Stored data entries:
*** Block opens ***

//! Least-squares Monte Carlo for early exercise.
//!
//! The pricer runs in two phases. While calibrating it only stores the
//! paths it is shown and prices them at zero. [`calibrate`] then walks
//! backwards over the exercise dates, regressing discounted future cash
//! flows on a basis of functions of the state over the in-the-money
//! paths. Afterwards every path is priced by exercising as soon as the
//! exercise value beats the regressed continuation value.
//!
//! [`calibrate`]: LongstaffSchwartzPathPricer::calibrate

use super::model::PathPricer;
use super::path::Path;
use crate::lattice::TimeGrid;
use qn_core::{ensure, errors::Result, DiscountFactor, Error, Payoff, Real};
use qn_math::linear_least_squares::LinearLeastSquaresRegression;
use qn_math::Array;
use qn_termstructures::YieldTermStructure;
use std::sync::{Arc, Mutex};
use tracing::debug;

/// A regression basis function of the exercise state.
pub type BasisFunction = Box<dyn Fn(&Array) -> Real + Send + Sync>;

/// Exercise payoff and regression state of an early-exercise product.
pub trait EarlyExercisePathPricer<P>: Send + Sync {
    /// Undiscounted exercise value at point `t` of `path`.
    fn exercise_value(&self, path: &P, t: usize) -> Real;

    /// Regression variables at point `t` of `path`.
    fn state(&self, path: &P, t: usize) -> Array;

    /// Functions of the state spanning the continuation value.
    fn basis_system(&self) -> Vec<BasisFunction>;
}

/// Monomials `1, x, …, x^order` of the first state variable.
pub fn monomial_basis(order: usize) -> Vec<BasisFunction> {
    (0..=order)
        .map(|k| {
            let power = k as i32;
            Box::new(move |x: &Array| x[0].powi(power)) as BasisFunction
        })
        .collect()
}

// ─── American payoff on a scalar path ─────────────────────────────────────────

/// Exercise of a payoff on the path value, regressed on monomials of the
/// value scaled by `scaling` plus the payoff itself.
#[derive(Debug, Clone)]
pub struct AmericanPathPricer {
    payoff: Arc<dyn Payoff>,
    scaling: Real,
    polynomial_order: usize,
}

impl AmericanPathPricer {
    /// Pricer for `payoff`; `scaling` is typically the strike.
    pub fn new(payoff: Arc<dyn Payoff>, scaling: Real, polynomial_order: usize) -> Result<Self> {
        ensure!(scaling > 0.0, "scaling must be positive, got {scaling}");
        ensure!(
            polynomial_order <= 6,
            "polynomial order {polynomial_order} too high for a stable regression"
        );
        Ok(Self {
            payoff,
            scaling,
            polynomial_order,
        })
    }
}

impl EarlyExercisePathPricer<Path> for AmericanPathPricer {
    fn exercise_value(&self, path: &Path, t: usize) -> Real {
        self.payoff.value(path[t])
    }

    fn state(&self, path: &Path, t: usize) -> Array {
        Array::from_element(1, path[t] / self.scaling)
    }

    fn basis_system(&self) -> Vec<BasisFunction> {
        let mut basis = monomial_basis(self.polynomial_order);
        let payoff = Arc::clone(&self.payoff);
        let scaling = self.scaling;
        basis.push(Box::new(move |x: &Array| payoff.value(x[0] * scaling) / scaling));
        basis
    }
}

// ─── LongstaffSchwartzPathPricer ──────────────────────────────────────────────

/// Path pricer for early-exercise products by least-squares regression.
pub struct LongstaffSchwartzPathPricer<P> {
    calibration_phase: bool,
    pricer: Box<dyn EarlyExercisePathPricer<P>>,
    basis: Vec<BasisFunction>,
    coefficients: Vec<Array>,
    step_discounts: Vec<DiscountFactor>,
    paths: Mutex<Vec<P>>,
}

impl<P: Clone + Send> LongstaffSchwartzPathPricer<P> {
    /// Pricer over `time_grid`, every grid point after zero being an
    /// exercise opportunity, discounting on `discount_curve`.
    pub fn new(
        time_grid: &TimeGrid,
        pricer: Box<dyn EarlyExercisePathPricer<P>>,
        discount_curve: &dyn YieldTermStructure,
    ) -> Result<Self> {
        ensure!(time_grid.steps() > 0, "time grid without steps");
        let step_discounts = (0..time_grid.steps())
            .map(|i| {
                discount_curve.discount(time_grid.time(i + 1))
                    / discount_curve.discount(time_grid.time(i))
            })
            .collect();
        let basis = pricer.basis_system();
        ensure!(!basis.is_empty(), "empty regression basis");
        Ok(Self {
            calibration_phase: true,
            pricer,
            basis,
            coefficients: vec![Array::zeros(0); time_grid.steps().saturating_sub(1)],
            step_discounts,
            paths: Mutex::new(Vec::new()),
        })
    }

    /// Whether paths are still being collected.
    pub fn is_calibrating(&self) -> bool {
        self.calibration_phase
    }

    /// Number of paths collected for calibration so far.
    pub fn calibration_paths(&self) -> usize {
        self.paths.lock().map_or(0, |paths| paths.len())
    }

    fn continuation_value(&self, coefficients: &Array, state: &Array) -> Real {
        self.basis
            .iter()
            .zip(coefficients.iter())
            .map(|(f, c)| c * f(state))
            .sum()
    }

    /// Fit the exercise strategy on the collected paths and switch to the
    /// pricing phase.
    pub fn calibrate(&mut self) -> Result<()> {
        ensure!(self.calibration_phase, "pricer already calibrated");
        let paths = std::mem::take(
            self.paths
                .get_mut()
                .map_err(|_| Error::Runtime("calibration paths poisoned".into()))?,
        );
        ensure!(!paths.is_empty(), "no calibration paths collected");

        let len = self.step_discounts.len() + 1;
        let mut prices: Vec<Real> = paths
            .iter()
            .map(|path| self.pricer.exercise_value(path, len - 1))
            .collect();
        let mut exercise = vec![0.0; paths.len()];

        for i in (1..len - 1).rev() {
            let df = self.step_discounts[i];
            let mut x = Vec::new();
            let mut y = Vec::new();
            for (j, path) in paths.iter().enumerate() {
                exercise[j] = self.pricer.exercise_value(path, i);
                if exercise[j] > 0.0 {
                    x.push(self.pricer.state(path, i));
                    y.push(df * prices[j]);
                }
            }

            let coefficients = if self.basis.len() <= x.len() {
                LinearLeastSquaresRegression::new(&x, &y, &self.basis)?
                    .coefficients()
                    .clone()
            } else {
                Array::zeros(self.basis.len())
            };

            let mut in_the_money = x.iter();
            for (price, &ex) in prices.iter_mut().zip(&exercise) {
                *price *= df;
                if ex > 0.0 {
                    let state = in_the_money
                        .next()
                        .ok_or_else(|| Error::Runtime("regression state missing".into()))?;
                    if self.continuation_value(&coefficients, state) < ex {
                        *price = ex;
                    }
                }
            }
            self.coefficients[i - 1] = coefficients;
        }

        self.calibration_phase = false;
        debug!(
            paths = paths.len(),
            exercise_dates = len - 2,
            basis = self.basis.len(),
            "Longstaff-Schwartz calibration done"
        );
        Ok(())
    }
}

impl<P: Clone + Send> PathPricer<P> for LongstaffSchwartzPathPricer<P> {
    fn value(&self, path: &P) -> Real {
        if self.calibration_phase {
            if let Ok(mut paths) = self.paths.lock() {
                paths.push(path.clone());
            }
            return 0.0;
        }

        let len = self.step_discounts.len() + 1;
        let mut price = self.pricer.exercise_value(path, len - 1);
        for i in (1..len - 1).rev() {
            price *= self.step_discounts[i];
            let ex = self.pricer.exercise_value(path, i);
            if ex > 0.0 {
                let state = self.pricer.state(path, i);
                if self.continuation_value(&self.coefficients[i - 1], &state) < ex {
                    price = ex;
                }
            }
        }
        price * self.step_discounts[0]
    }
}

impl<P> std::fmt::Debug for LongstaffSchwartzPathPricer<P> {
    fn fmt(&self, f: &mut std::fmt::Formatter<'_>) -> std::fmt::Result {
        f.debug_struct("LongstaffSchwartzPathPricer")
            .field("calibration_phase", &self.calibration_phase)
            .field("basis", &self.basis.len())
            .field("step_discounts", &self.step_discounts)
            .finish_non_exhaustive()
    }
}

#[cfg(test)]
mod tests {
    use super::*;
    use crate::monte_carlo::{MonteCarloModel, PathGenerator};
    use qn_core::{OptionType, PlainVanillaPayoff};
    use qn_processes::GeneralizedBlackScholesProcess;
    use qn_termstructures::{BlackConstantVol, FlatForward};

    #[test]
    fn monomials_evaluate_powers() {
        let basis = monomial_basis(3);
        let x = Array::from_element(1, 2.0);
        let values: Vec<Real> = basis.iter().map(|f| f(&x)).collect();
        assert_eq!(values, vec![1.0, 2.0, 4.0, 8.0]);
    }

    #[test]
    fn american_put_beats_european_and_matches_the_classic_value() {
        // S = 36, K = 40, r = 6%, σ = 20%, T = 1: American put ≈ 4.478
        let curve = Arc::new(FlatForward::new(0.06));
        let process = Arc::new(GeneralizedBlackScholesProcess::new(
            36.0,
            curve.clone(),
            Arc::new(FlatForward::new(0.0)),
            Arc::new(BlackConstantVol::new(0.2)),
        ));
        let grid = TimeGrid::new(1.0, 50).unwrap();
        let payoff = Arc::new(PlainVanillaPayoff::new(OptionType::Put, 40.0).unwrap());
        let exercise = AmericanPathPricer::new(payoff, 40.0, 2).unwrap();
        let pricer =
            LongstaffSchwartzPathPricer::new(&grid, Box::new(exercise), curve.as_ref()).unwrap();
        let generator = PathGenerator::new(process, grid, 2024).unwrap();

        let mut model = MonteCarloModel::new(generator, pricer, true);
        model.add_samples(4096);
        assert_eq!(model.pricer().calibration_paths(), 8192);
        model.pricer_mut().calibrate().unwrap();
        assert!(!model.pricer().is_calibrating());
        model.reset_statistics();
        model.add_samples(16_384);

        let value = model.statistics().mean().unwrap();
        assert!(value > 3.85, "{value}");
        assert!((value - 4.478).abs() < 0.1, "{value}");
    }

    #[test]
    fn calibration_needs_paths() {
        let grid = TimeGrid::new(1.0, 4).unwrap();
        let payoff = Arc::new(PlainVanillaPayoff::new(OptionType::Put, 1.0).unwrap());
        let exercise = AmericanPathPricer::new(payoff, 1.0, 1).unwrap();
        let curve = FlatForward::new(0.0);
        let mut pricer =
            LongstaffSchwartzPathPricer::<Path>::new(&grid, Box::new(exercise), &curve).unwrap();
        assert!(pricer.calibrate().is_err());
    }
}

*** Block closes ***

### Task goal
Work out how many lines of the data hold the string "move". Reply with that number alone.

### Task solution
2